Postscript: Did I say Citibank wrote down $38 billion? Sorry, that was a few days ago. Today it was GM.
The dollar has now reached its record low against all major currencies on the news that China wants to diversify its assets away from the greenback. Have a look at this chart....
So Bernanke's double dip on rate cuts is starting to have its effect, although I'm not sure this is the one he intended. Meanwhile Treasury Secretary Paulson continues to talk about America's strong dollar policy. His credibility is just about shot at this point.
Meanwhile, the largest insurance company in the world, AIG, lost over 7% of its value today which seems to confirm that the subprime mortgage crisis is not "well contained." Citibank wrote down about $38 billion in assets that were overvalued (read subprime) and this indicates that other write-downs are on the horizon. Moody's also downgraded major SIVs further pressuring the credit markets. Furthermore, Mario Cuomo, the NY DA has filed subpoenas on Freddie Mac and Fanny Mae regarding possible collusion with Washington Mutual in overvaluing asset backed securities.
I think we are still at the beginning. This is going to get worse.
The drastic drop in the dollar (which most analysts say are will continue) is going to make it even less likely that the TICS data is going to bounce back. Translation: as the dollar continues to drop, more and more people will refuse to put their money into dollar denominated assets. Hell, even a typical model knows better than that.
The upside? Christmas shopping in the US with foreign currency. Whoo Hoo!
Postscript: Did I say Citibank wrote down $38 billion? Sorry, that was a few days ago. Today it was GM.
8 Comments:
How about Christmas shopping in Europe with American dollars! That is a scary thought.
By Publia, at 1:24 AM
Waiting for the lemmings to start to open the windows and step out on the ledge.
By Frederick, at 1:25 PM
But if we could stop overspending and don't need to borrow money worldwide, then who cares that the dollar is down? It just means our goods and services are that much more attractive, or am I missing something here?

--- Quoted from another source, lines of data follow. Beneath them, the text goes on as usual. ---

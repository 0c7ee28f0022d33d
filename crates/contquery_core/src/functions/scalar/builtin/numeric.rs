use contquery_error::{DbError, Result};

use crate::arrays::datatype::DataType;
use crate::arrays::scalar::ScalarValue;
use crate::execution::ExecutionContext;
use crate::functions::FunctionVolatility;
use crate::functions::documentation::{Category, Documentation, Example};
use crate::functions::scalar::{ScalarFunction, ScalarFunctionSet, check_arity};

pub const FUNCTION_SET_ABS: ScalarFunctionSet = ScalarFunctionSet {
    name: "abs",
    aliases: &[],
    doc: &Documentation {
        category: Category::Numeric,
        description: "Compute the absolute value of a number.",
        arguments: &["float"],
        example: Some(Example {
            example: "abs(-5.7)",
            output: "5.7",
        }),
    },
    function: &Abs,
};

pub const FUNCTION_SET_RANDOM: ScalarFunctionSet = ScalarFunctionSet {
    name: "random",
    aliases: &[],
    doc: &Documentation {
        category: Category::Numeric,
        description: "Return a random float between 0 and 1.",
        arguments: &[],
        example: Some(Example {
            example: "random()",
            output: "0.7268028627434533",
        }),
    },
    function: &Random,
};

#[derive(Debug, Clone, Copy, PartialEq, Eq)]
pub struct Abs;

impl ScalarFunction for Abs {
    fn return_type(&self, inputs: &[DataType]) -> Result<DataType> {
        check_arity("abs", inputs, 1)?;
        match &inputs[0] {
            DataType::Int64 | DataType::Float64 => Ok(inputs[0].clone()),
            DataType::Null | DataType::Any => Ok(DataType::Float64),
            other => Err(DbError::new(format!("abs expects a numeric argument, got {other}"))),
        }
    }

    fn invoke(&self, args: &[ScalarValue], _ctx: &ExecutionContext) -> Result<ScalarValue> {
        match &args[0] {
            ScalarValue::Null => Ok(ScalarValue::Null),
            ScalarValue::Int64(v) => v
                .checked_abs()
                .map(ScalarValue::Int64)
                .ok_or_else(|| DbError::new("Integer overflow in abs")),
            ScalarValue::Float64(v) => Ok(ScalarValue::Float64(v.abs())),
            other => Err(DbError::new(format!("Cannot take abs of {other}"))),
        }
    }
}

#[derive(Debug, Clone, Copy, PartialEq, Eq)]
pub struct Random;

impl ScalarFunction for Random {
    fn volatility(&self) -> FunctionVolatility {
        FunctionVolatility::Volatile
    }

    fn return_type(&self, inputs: &[DataType]) -> Result<DataType> {
        check_arity("random", inputs, 0)?;
        Ok(DataType::Float64)
    }

    fn invoke(&self, _args: &[ScalarValue], _ctx: &ExecutionContext) -> Result<ScalarValue> {
        Ok(ScalarValue::Float64(rand::random::<f64>()))
    }
}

By Roger Fraley, at 6:09 PM
Publia,
Enjoy Germany..... again. You will just appreciate it that much more.
Frederick,
Shouldn't be long now. When the real skeletons come out in the financial sector, I think we will.
Roger,
That argument only goes so far. The sinking dollar will eventually create inflation (as imports become more expensive) and a rapidly sinking dollar threatens to destabilize the entire world's economy. In an interconnected world, a rapidly sinking dollar hurts everyone and eventually hurts you too.
So yeah, you are missing a lot. Even if we could stop overspending (not likely) you still have to finance the current $9 Trillion in debt, and the $60 billion per month current account deficit.
By Praguetwin, at 11:36 PM
So what is the world doing to prop up the dollar or at least slow its descent?
By Roger Fraley, at 3:24 AM
There isn't much the world can do. It is up to America to real in it's spending, and if the Fed would quit cutting rates, that would help too.
By Praguetwin, at 5:55 PM
I agree with you on both points. Kind of out of my hands though. My party's official position is less government spending, but they don't practice what they preach. I guess the party is split on the prime rate; the rich wish it was higher, the upper middle class is largely clueless (and split both ways) and the lower middle class wants it lower so that loans are easier to get. Or so I suspect.
By Roger Fraley, at 7:36 PM
It is not so simple. Sure, the middle to lower classes want lower rates so they can borrow easier. I mean we all want lower rates, but not at the price of inflation.
Inflation affects everyone, but the working class the most. Lower rates makes it easier to buy a house, but it also drives up housing prices. So the industrious who have a 50% down payment actually should favor higher rates to give them an advantage over the guy who has to borrow 100%.
The big business guys all want lower rates. The rich always have their money working so there are very few that like to just sit on fixed income and count their gold. I suppose they want higher rates, but they are a very rare breed these days.